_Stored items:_
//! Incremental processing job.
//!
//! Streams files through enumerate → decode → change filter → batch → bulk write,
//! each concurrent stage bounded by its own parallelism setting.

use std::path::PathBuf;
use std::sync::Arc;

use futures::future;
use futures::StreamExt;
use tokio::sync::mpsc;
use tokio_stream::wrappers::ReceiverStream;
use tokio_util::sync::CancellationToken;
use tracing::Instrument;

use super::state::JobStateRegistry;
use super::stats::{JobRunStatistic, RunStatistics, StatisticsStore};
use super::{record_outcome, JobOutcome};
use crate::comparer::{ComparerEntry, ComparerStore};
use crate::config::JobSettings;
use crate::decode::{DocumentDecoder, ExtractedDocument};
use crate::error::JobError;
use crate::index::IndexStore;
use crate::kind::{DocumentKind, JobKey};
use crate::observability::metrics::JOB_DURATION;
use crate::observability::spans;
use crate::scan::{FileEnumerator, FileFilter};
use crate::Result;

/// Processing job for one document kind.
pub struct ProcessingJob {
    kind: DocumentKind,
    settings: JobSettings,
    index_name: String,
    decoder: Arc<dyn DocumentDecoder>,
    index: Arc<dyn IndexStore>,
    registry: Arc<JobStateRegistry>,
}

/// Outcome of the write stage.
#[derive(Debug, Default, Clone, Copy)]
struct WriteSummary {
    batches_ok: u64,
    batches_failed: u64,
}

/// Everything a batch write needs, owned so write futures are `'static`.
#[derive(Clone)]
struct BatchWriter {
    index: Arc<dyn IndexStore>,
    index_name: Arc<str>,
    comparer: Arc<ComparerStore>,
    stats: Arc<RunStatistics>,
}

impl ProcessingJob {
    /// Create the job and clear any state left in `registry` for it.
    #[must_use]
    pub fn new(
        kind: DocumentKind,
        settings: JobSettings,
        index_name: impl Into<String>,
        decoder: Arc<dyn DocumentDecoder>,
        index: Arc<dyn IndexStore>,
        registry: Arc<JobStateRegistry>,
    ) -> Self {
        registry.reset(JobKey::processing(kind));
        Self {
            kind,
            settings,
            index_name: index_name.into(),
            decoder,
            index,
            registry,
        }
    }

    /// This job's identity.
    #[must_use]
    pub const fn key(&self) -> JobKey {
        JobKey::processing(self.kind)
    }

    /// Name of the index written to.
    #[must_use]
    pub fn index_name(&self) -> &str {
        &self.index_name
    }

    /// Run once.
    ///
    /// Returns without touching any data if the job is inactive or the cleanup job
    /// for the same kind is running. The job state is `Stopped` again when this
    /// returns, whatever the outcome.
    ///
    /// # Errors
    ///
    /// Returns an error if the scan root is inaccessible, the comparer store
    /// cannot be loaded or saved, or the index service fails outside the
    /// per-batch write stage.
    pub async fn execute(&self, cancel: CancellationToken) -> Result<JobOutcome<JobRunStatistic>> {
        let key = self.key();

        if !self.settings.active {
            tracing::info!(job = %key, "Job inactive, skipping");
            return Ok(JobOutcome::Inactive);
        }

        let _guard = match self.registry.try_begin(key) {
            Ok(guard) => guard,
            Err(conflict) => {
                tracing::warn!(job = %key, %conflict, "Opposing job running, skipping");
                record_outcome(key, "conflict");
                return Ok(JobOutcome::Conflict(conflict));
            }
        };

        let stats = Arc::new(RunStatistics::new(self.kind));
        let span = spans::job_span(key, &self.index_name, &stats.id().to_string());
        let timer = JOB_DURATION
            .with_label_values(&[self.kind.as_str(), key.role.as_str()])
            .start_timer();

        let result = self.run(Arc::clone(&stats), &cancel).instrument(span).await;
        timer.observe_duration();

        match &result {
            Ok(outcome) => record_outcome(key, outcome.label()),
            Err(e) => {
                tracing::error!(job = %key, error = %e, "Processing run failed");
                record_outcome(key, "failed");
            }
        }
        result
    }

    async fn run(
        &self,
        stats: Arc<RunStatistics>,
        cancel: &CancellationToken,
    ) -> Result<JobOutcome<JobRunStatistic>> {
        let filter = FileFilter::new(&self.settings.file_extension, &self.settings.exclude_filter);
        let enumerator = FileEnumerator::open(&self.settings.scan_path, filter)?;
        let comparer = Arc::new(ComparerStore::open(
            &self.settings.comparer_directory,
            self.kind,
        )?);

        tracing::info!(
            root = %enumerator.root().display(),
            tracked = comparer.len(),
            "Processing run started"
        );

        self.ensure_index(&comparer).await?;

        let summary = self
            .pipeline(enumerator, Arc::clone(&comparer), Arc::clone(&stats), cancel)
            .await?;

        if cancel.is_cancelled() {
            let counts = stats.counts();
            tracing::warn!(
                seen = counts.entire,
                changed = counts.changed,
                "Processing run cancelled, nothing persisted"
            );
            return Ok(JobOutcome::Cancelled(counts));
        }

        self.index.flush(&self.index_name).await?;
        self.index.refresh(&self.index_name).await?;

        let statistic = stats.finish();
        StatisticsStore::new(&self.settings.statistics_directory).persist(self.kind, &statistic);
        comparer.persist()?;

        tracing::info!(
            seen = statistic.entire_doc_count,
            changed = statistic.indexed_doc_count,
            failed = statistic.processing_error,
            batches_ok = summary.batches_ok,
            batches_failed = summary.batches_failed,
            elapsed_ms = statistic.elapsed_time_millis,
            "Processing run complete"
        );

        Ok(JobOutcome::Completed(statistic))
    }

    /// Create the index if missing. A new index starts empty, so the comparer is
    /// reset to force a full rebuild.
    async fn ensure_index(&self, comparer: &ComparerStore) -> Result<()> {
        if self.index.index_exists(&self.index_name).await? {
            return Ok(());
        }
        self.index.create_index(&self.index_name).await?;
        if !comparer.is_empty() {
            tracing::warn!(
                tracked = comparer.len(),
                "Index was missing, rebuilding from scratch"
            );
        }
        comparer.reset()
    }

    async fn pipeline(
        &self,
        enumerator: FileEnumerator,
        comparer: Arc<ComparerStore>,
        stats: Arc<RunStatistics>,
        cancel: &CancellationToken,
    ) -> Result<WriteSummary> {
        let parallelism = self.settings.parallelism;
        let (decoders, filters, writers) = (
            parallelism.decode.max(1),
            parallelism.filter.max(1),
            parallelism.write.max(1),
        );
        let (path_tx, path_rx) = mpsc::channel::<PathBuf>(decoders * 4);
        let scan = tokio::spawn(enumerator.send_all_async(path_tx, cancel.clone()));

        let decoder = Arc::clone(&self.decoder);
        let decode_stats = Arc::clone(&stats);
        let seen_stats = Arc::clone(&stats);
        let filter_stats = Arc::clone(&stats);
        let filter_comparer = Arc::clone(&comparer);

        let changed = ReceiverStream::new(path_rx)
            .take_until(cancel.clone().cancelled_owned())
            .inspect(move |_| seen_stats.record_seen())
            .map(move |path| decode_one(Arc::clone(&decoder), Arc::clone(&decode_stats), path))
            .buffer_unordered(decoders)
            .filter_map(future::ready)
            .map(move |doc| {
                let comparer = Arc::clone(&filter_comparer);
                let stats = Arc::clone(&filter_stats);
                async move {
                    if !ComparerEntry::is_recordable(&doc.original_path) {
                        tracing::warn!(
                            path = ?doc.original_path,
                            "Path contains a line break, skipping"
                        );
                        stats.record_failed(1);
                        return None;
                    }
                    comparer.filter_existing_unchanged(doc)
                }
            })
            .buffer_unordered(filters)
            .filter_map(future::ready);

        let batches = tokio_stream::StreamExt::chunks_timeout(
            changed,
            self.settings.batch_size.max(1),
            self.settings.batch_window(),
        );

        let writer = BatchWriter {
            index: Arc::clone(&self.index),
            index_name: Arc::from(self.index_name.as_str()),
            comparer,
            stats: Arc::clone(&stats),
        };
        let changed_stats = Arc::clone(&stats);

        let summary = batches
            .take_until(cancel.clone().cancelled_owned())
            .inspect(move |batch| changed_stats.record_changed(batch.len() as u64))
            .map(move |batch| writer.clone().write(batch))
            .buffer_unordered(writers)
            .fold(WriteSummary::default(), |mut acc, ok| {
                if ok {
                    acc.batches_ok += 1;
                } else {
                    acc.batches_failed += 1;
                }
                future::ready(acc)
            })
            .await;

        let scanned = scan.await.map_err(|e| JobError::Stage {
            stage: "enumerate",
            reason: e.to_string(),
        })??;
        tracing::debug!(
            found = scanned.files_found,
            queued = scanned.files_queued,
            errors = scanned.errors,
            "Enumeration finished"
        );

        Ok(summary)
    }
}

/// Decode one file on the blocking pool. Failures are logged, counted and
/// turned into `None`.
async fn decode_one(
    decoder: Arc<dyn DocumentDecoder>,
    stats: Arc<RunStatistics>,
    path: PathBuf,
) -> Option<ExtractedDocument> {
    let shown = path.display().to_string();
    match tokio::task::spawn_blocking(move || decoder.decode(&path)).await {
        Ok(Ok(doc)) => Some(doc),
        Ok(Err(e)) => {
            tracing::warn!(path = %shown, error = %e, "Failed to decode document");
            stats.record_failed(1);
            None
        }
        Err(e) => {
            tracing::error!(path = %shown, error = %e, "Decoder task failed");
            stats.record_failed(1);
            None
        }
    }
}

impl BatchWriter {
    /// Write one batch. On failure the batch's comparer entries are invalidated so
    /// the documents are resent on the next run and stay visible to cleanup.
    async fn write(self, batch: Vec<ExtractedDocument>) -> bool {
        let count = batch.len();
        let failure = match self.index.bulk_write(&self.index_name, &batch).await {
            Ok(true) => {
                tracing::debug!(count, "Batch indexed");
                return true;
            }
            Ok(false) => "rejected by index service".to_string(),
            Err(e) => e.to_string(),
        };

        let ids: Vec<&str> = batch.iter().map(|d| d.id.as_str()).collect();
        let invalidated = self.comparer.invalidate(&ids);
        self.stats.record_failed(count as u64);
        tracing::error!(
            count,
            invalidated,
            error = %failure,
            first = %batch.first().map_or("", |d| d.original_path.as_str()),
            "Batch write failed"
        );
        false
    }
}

_Exercise:_ Filter the records above for "skipping" and copy every matching line.

_Problem solution:_
            tracing::info!(job = %key, "Job inactive, skipping");
                tracing::warn!(job = %key, %conflict, "Opposing job running, skipping");
                            "Path contains a line break, skipping"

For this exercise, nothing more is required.